Records section start
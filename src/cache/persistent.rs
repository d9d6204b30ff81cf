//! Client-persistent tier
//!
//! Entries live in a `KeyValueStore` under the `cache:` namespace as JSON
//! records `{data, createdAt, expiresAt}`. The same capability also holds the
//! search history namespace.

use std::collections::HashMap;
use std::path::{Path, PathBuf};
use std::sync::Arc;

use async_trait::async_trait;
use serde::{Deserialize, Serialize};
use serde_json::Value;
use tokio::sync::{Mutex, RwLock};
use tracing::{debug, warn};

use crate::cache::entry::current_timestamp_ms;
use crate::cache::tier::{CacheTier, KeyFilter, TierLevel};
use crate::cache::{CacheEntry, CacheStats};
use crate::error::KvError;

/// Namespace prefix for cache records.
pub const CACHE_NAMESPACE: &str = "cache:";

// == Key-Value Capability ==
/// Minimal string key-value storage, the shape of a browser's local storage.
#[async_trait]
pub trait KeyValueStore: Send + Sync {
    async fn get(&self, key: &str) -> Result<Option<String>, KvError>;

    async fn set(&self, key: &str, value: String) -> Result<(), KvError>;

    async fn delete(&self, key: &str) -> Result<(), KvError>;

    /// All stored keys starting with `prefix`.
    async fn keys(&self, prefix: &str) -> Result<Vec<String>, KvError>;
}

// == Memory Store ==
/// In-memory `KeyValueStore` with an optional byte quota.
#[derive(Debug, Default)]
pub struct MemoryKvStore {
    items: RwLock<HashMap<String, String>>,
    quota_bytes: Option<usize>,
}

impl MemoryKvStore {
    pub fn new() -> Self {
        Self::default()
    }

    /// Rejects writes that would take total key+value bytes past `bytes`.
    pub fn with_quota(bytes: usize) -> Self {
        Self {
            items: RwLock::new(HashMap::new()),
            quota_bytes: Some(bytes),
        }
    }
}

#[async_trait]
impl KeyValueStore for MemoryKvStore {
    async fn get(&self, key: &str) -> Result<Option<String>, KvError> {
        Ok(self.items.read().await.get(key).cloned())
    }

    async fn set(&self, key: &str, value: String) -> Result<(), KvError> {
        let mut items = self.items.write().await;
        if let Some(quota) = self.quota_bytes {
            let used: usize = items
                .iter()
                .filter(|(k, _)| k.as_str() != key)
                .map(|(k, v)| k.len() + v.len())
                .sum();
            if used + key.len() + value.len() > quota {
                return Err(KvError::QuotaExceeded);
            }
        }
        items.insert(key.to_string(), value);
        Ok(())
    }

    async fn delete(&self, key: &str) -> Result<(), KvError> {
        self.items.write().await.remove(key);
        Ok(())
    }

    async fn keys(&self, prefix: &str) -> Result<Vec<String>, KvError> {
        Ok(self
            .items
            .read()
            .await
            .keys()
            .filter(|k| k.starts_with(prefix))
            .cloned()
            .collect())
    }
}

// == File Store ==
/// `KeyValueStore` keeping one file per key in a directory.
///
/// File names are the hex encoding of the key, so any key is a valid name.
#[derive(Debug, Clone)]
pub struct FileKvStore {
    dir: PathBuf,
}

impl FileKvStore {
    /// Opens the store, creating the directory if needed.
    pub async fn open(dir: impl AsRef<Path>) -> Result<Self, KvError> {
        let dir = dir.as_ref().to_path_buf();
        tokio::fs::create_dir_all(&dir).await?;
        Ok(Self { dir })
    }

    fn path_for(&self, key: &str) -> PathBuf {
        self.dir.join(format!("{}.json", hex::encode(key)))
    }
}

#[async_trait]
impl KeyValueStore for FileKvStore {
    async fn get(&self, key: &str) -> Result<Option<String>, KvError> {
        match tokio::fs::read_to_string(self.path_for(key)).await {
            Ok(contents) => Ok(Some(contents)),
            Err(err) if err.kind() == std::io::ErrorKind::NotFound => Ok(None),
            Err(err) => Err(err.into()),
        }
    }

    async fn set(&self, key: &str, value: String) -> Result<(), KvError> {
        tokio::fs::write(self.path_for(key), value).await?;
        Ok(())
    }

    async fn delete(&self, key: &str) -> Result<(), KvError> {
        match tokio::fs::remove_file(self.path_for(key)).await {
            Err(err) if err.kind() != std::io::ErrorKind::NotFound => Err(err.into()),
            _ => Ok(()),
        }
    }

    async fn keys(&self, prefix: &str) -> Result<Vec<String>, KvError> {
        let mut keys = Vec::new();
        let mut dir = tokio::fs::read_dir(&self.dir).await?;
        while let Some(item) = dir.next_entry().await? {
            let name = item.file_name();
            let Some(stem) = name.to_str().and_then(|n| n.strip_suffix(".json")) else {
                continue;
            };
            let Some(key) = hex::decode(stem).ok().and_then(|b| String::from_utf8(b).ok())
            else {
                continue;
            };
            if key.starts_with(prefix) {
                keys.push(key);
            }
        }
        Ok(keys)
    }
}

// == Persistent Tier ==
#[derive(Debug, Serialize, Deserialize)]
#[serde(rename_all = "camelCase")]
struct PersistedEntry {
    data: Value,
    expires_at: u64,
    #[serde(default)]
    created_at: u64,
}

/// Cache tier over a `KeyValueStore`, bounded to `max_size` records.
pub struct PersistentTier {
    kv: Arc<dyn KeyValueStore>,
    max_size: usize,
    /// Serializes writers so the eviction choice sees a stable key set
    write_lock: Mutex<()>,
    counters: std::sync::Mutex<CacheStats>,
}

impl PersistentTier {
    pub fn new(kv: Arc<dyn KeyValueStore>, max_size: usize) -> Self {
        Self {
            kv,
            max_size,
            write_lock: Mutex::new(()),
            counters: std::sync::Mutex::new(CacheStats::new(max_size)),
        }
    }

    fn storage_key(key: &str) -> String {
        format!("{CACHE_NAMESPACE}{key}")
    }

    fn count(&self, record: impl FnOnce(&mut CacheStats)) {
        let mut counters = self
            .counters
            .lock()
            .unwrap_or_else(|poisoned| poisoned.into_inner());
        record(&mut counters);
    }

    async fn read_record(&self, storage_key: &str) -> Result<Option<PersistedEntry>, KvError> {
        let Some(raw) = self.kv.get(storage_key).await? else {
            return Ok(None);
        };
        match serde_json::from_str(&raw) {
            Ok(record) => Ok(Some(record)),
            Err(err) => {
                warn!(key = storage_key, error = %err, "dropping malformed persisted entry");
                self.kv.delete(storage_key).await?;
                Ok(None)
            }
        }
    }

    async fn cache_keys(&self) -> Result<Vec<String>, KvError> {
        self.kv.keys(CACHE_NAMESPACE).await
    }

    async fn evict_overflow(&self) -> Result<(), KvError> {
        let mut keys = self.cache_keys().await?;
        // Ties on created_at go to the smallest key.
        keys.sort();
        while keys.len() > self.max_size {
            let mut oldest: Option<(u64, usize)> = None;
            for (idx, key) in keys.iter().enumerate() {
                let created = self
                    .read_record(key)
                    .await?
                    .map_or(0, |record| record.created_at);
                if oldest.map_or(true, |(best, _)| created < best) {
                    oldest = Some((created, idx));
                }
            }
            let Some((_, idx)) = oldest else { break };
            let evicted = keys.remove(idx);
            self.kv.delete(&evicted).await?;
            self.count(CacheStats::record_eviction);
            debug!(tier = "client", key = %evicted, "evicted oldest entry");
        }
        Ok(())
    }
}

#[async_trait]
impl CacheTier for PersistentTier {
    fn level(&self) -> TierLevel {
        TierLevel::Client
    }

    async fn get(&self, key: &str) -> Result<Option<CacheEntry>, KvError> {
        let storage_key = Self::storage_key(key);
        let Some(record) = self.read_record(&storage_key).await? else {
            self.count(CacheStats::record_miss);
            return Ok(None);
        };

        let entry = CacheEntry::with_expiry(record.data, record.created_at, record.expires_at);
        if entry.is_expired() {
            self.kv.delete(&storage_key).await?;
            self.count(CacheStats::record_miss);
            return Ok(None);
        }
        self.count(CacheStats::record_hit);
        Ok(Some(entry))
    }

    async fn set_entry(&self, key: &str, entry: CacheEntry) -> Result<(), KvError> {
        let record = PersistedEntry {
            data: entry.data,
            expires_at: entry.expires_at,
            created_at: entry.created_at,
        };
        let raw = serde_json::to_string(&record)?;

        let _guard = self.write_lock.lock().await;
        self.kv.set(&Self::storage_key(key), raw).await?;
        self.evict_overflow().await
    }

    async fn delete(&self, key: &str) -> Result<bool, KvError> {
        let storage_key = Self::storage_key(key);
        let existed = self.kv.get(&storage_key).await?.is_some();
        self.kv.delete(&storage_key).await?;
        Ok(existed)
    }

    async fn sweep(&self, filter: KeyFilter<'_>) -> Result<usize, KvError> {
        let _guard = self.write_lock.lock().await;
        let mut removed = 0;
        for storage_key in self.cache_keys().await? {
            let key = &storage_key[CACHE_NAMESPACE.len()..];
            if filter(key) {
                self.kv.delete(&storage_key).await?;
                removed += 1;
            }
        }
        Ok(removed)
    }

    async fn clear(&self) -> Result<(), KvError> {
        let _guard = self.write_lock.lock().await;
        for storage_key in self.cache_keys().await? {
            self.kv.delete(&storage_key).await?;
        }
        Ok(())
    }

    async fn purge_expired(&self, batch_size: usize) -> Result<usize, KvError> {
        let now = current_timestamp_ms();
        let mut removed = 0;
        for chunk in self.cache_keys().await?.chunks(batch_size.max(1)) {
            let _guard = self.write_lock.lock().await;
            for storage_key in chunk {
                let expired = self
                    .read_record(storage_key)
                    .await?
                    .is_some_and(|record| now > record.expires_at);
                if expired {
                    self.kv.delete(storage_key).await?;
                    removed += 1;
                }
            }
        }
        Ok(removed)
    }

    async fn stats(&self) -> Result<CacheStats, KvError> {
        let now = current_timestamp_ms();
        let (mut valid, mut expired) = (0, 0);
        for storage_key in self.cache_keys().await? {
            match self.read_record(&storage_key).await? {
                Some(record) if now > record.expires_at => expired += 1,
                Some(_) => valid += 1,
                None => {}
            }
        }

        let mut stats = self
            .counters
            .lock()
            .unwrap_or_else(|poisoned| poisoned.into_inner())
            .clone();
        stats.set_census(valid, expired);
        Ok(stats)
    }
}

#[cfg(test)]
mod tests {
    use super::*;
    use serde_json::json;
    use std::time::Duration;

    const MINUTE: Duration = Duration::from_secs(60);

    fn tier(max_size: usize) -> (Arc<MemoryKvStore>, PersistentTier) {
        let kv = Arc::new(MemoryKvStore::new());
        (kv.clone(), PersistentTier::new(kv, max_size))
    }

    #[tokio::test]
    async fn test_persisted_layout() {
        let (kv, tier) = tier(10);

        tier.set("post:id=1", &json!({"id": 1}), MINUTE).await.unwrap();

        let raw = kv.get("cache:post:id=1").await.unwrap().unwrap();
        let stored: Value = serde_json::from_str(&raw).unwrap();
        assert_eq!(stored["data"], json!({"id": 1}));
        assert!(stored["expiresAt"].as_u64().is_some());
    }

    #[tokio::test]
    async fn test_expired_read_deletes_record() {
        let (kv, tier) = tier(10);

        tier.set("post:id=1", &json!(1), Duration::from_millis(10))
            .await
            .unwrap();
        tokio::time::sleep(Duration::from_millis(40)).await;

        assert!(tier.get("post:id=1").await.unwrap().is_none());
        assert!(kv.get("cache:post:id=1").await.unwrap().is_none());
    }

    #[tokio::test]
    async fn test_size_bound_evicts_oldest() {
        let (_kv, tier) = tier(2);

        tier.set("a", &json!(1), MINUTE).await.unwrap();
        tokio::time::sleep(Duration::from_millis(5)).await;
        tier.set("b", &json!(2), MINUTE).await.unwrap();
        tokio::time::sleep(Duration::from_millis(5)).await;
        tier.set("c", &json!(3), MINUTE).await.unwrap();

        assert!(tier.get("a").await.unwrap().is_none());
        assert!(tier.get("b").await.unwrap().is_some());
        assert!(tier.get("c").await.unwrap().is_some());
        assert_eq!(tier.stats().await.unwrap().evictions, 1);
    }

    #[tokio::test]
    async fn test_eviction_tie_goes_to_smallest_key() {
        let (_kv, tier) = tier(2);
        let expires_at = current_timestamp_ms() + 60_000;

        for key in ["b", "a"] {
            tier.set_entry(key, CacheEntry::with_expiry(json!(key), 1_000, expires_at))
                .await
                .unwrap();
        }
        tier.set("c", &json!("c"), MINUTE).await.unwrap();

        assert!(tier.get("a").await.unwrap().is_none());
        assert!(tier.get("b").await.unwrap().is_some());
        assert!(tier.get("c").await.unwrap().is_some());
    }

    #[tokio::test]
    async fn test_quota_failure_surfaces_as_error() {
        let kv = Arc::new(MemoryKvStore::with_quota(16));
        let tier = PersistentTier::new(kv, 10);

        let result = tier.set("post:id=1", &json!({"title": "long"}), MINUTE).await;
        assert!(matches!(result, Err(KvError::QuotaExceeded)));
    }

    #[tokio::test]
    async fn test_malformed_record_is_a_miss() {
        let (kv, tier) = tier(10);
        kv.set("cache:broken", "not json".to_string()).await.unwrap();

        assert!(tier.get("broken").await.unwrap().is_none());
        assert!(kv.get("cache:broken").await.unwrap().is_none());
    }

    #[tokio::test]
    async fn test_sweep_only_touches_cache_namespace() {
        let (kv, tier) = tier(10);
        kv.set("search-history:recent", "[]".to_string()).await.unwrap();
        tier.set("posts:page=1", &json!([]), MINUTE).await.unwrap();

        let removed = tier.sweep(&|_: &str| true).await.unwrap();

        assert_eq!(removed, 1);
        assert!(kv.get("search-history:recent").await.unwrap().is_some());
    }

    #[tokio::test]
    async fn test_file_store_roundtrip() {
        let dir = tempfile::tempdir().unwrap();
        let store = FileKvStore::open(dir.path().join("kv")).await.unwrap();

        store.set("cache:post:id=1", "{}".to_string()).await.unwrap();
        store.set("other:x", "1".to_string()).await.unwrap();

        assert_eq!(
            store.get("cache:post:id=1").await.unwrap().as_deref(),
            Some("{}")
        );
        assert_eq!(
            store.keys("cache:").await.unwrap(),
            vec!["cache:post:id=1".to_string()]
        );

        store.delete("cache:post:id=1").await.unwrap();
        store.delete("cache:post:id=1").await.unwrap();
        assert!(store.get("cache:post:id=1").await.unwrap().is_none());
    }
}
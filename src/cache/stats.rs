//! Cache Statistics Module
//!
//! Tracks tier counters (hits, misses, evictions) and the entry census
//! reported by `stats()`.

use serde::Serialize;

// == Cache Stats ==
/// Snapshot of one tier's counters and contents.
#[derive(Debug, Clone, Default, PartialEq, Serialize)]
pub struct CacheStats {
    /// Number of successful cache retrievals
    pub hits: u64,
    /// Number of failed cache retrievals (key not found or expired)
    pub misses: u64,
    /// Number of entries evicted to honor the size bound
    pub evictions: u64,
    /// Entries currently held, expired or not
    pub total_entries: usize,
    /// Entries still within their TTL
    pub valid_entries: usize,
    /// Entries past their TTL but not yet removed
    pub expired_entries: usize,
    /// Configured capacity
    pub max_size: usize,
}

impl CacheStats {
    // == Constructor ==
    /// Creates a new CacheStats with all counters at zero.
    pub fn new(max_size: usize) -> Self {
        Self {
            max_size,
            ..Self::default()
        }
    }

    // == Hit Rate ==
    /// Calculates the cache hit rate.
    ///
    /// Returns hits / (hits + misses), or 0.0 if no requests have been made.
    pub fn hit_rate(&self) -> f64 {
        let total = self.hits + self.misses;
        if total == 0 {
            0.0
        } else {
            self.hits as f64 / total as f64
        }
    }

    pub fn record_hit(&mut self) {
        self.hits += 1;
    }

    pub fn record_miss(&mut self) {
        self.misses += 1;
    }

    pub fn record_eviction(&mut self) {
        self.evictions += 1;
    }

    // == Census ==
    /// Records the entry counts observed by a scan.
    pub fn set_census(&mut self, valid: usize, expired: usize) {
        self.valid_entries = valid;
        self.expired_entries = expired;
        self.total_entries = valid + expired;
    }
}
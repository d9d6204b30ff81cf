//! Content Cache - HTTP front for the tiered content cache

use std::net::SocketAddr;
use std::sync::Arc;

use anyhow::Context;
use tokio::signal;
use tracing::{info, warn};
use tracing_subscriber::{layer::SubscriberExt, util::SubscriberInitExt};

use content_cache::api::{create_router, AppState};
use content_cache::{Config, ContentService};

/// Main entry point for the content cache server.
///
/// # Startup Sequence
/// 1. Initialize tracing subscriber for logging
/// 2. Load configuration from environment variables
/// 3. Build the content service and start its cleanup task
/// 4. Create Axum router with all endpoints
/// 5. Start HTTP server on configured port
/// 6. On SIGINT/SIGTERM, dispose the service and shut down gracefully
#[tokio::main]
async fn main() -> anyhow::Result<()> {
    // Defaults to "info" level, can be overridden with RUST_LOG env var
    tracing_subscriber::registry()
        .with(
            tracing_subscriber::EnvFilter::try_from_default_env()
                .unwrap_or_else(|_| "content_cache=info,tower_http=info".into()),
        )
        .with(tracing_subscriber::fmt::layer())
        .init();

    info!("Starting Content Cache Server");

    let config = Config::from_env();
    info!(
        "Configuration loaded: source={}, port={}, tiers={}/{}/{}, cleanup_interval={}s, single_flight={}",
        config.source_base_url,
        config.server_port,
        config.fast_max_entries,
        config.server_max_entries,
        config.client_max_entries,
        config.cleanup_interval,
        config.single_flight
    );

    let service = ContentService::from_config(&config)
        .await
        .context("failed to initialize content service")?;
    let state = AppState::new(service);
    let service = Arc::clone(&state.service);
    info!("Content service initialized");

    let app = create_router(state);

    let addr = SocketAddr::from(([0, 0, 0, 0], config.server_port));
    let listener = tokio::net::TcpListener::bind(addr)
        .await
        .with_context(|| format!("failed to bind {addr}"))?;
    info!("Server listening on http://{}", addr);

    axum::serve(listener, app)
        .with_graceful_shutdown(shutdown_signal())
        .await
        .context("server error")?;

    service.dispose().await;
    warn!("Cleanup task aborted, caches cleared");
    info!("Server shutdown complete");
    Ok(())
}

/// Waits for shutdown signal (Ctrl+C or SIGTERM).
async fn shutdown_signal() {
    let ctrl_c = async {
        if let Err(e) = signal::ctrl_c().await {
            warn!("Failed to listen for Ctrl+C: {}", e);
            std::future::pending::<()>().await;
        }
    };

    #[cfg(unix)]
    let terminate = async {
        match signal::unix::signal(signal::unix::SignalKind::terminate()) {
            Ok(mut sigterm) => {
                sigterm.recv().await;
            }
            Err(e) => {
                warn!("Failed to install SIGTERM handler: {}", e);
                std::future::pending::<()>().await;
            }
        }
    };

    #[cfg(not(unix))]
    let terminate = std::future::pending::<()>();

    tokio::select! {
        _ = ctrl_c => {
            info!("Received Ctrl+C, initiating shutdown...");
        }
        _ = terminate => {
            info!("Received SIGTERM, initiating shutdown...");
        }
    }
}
Records section end
● **What is expected**
Some lines of the records above contain the word "expiresAt". How many are there? Reply with the number alone.

● **Task answer**
2